Mediatani – Pada kisaran akhir abad 18, seorang putra Tanjungsari, Sumedang membangun sekolah pertanian sebagai langkah awal untuk memajukan sektor pertanian di Indonesia. Dia adalah Pangeran Aria Soeria Atmadja.
Diketahui bahwa dirinya bahkan telah menghibahkan tanah beserta modal untuk operasional pertamanya. Namun, bukan tanpa alasan seorang yang pernah menjabat sebagai Bupati Sumedang pada periode 1883-1919 ini sangat bergairah mendirikan sekolah tersebut.
Dilansir dari laman tribunnews.com, ini kisah singkat bagaimana seorang Pangeran Aria Soeria Atmadja menuntaskan cita-citanya dalam memajukan pertanian pada zaman itu.
Sebuah pohon lame tua menjadi saksi bisu hadirnya sekolah pertanian ini. Pohon lame yang entah sudah berapa tahun usianya itu terlihat tinggi menjulang di pekarangan sekolah tersebut.
Di bawah pohon yang sering kali digunakan sebagai penyembuh borok dan gatal ini, terdapat bangunan tua yang terlihat masih kokoh dan masih aktif difungsikan untuk kegiatan pendidikan pertanian. Beberapa meter dari situ juga terlihat lima pohon kopi tua yang kira-kira telah berumur 150 tahun.
Di sanalah berdiri bangunan sekolah yang sampai saat ini masih sangat terawat bernama Sekolah Menengah Kejuruan Pertanian Pembangunan Negeri (PPN) Tanjungsari.
Seorang peneliti bernama Nina Herlina Lubis dkk melakukan penelitian tentang buku Sejarah Sumedang dari Masa ke Masa yang diterbitkan oleh Dinas Pariwisata dan Kebudayaan Kabupaten Sumedang pada tahun 2008.
Dalam buku tersebut, tertulis bahwa di awal abad ke-20, saat Pangeran Soeria Atmadja tengah menjabat sebagai bupati, sektor pertanian menjadi penopang utama perekonomian di Kabupaten Sumedang.

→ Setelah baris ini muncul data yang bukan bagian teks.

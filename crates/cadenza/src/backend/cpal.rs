mod send_on_drop;
mod stream_manager;

use std::{
	error::Error as StdError,
	fmt::{Display, Formatter},
};

use cpal::{
	BufferSize, Device, StreamError,
	traits::{DeviceTrait, HostTrait},
};

use stream_manager::{StreamManager, StreamManagerController, command};

use super::{Backend, DeviceEvent, OutputConfig, Renderer};
use crate::error::PlaybackError;

/// Errors that can occur when using the cpal backend.
#[derive(Debug)]
pub enum Error {
	/// A default audio output device could not be determined.
	NoDefaultOutputDevice,
	/// An error occurred when getting the default output configuration.
	DefaultStreamConfigError(cpal::DefaultStreamConfigError),
	/// An error occurred when building the audio stream.
	BuildStreamError(cpal::BuildStreamError),
	/// An error occurred when starting the audio stream.
	PlayStreamError(cpal::PlayStreamError),
	/// An error occurred when pausing the audio stream.
	PauseStreamError(cpal::PauseStreamError),
	/// The stream thread has no renderer to start a stream with.
	NoRenderer,
	/// The stream thread did not acknowledge a command in time.
	CommandTimeout,
}

impl Display for Error {
	fn fmt(&self, f: &mut Formatter<'_>) -> std::fmt::Result {
		match self {
			Error::NoDefaultOutputDevice => {
				f.write_str("Cannot find the default audio output device")
			}
			Error::DefaultStreamConfigError(error) => error.fmt(f),
			Error::BuildStreamError(error) => error.fmt(f),
			Error::PlayStreamError(error) => error.fmt(f),
			Error::PauseStreamError(error) => error.fmt(f),
			Error::NoRenderer => f.write_str("The stream thread has no renderer"),
			Error::CommandTimeout => f.write_str("The stream thread did not respond in time"),
		}
	}
}

impl StdError for Error {
	fn source(&self) -> Option<&(dyn StdError + 'static)> {
		match self {
			Error::DefaultStreamConfigError(error) => Some(error),
			Error::BuildStreamError(error) => Some(error),
			Error::PlayStreamError(error) => Some(error),
			Error::PauseStreamError(error) => Some(error),
			_ => None,
		}
	}
}

impl From<cpal::DefaultStreamConfigError> for Error {
	fn from(error: cpal::DefaultStreamConfigError) -> Self {
		Self::DefaultStreamConfigError(error)
	}
}

impl From<cpal::BuildStreamError> for Error {
	fn from(error: cpal::BuildStreamError) -> Self {
		Self::BuildStreamError(error)
	}
}

impl From<cpal::PlayStreamError> for Error {
	fn from(error: cpal::PlayStreamError) -> Self {
		Self::PlayStreamError(error)
	}
}

impl From<cpal::PauseStreamError> for Error {
	fn from(error: cpal::PauseStreamError) -> Self {
		Self::PauseStreamError(error)
	}
}

impl From<Error> for PlaybackError {
	fn from(error: Error) -> Self {
		match error {
			Error::NoDefaultOutputDevice => PlaybackError::DeviceUnavailable,
			Error::DefaultStreamConfigError(_) => PlaybackError::DeviceUnavailable,
			Error::BuildStreamError(cpal::BuildStreamError::StreamConfigNotSupported) => {
				PlaybackError::StreamUnsupported
			}
			Error::BuildStreamError(_) => PlaybackError::DeviceUnavailable,
			Error::PlayStreamError(_) => PlaybackError::DeviceUnavailable,
			Error::PauseStreamError(_) => PlaybackError::DeviceUnavailable,
			Error::NoRenderer => PlaybackError::FatalInternal,
			Error::CommandTimeout => PlaybackError::Timeout,
		}
	}
}

/// Settings for the cpal backend.
pub struct CpalBackendSettings {
	/// The output audio device to use. If [`None`], the default output
	/// device will be used, and the stream will follow default device
	/// changes.
	pub device: Option<Device>,
	/// The buffer size used for the output stream.
	pub buffer_size: BufferSize,
}

impl Default for CpalBackendSettings {
	fn default() -> Self {
		Self {
			device: None,
			buffer_size: BufferSize::Default,
		}
	}
}

/**
A backend that uses [cpal](https://crates.io/crates/cpal) to connect a
[`Renderer`] to the operating system's audio driver.

The stream itself lives on a watchdog thread that restarts it when the
device disappears or the default device changes; the renderer travels
into the stream callback on `start` and back out on `stop`.
*/
pub struct CpalBackend {
	controller: StreamManagerController,
	rate_override: Option<u32>,
}

impl CpalBackend {
	/// Returns the oldest unhandled stream error, if any.
	pub fn pop_error(&mut self) -> Option<StreamError> {
		self.controller.pop_error()
	}
}

impl Backend for CpalBackend {
	type Settings = CpalBackendSettings;

	type Error = Error;

	fn setup(settings: Self::Settings) -> Result<(Self, OutputConfig), Self::Error> {
		let host = cpal::default_host();
		let (device, custom_device) = if let Some(device) = settings.device {
			(device, true)
		} else {
			(
				host.default_output_device()
					.ok_or(Error::NoDefaultOutputDevice)?,
				false,
			)
		};
		let config = device.default_output_config()?.config();
		let output_config = OutputConfig {
			sample_rate: config.sample_rate.0,
			channel_count: config.channels,
		};
		let controller =
			StreamManager::spawn(device, config, custom_device, settings.buffer_size);
		Ok((
			Self {
				controller,
				rate_override: None,
			},
			output_config,
		))
	}

	fn start(&mut self, renderer: Renderer) -> Result<(), Self::Error> {
		self.controller.send_renderer(renderer, self.rate_override);
		self.controller.execute(command::START)
	}

	fn pause(&mut self) -> Result<(), Self::Error> {
		self.controller.execute(command::PAUSE)
	}

	fn resume(&mut self) -> Result<(), Self::Error> {
		self.controller.execute(command::RESUME)
	}

	fn stop(&mut self) -> Option<Renderer> {
		if let Err(error) = self.controller.execute(command::STOP) {
			log::error!("could not stop the stream cleanly: {error}");
		}
		self.controller.take_renderer()
	}

	fn set_output_config(&mut self, config: OutputConfig) -> Result<(), Self::Error> {
		// the channel count is fixed by the engine's canonical format;
		// only the sample rate can be renegotiated
		self.rate_override = Some(config.sample_rate);
		Ok(())
	}

	fn pop_device_event(&mut self) -> Option<DeviceEvent> {
		self.controller.pop_event()
	}
}

impl Drop for CpalBackend {
	fn drop(&mut self) {
		self.controller.shutdown();
	}
}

Pada awalnya, Pangeran Soeria Atmadja mengutus Raden Rangga Wirahadisurya untuk berguru di Sekolah Tani (Desa Landbouwschooltjes) Soreang pada tahun 1901.
“Pangeran Soeria Atmadja membangun sekolah itu dengan terlebih dahulu mengirim utusan untuk belajar di Sekolah Tani di Soreang pada 1910,” tulis Nina dalam buku itu.
Empat tahun pun berlalu, setelah segala persiapan diyakini telah maksimal, maka akhirnya didirikanlah sekolah tersebut pada tahun 1914. Lahan yang digunakan untuk membangun sekolah ini adalah lahan pribadi milik Bupati Pangeran Soeria Atmadja yang telah dihibahkan seluas 6 bau (1 bau setara dengan 0,8 hektar).
Tetapi, menurut dari hasil wawancara TribunJabar.id, diketahui luas lahan saat sekolah tersebut didirikan bahkan mencapai 24 hektare.
Selain menghibahkan lahannya, Bupati juga memberi modal untuk kelancaran operasional pertama sekolah tersebut, yakni sebesar gulden f.3000 atau setara dengan Rp 24 juta dana yang diberikan oleh Bupati.
“Bupati mewajibkan semua siswa di sekolah itu untuk menanam sayuran. Hasil panennya dibeli oleh bupati sendiri untuk dijadikan benih sebelum dibagikan kepada rakyat,” terang Nina.
Lambat laun, sekolah pertanian ini pun semakin maju bahkan telah mampu menjadi sekolah yang bertaraf negeri. Para siswanya kini bisa bersekolah dengan gratis dengan syarat mereka mau belajar dan juga bertani.
Tidak hanya itu, SMK PPN Tanjungsari juga menjadi sekolah pertama yang menerapkan kurikulum kopi pada tahun 2019 yang lalu. Kurikulum ini menjadi kurikulum percontohan sebelum diterapkannya di sekolah-sekolah lain di seluruh Indonesia.
Salah satu guru agribisnis, pembibitan dan jaringan tanaman di SMK PPN Tanjungsari, Suhara, mengungkapkan bahwa bangunan-bangunan yang ada di sekolah tersebut masih dalam wujud aslinya sejak sekolah tersebut dibuat. Selain itu, pepohonan yang ada di sekitarnya pun masih terawat meski telah berusia lebih dari 150 tahun.
“Pohon-pohon tua juga masih terawat. Pohon lame yang ada ini mungkin usianya sudah lebih dari 150 tahun,” ungkap Suhara, pada Minggu (3/10/21).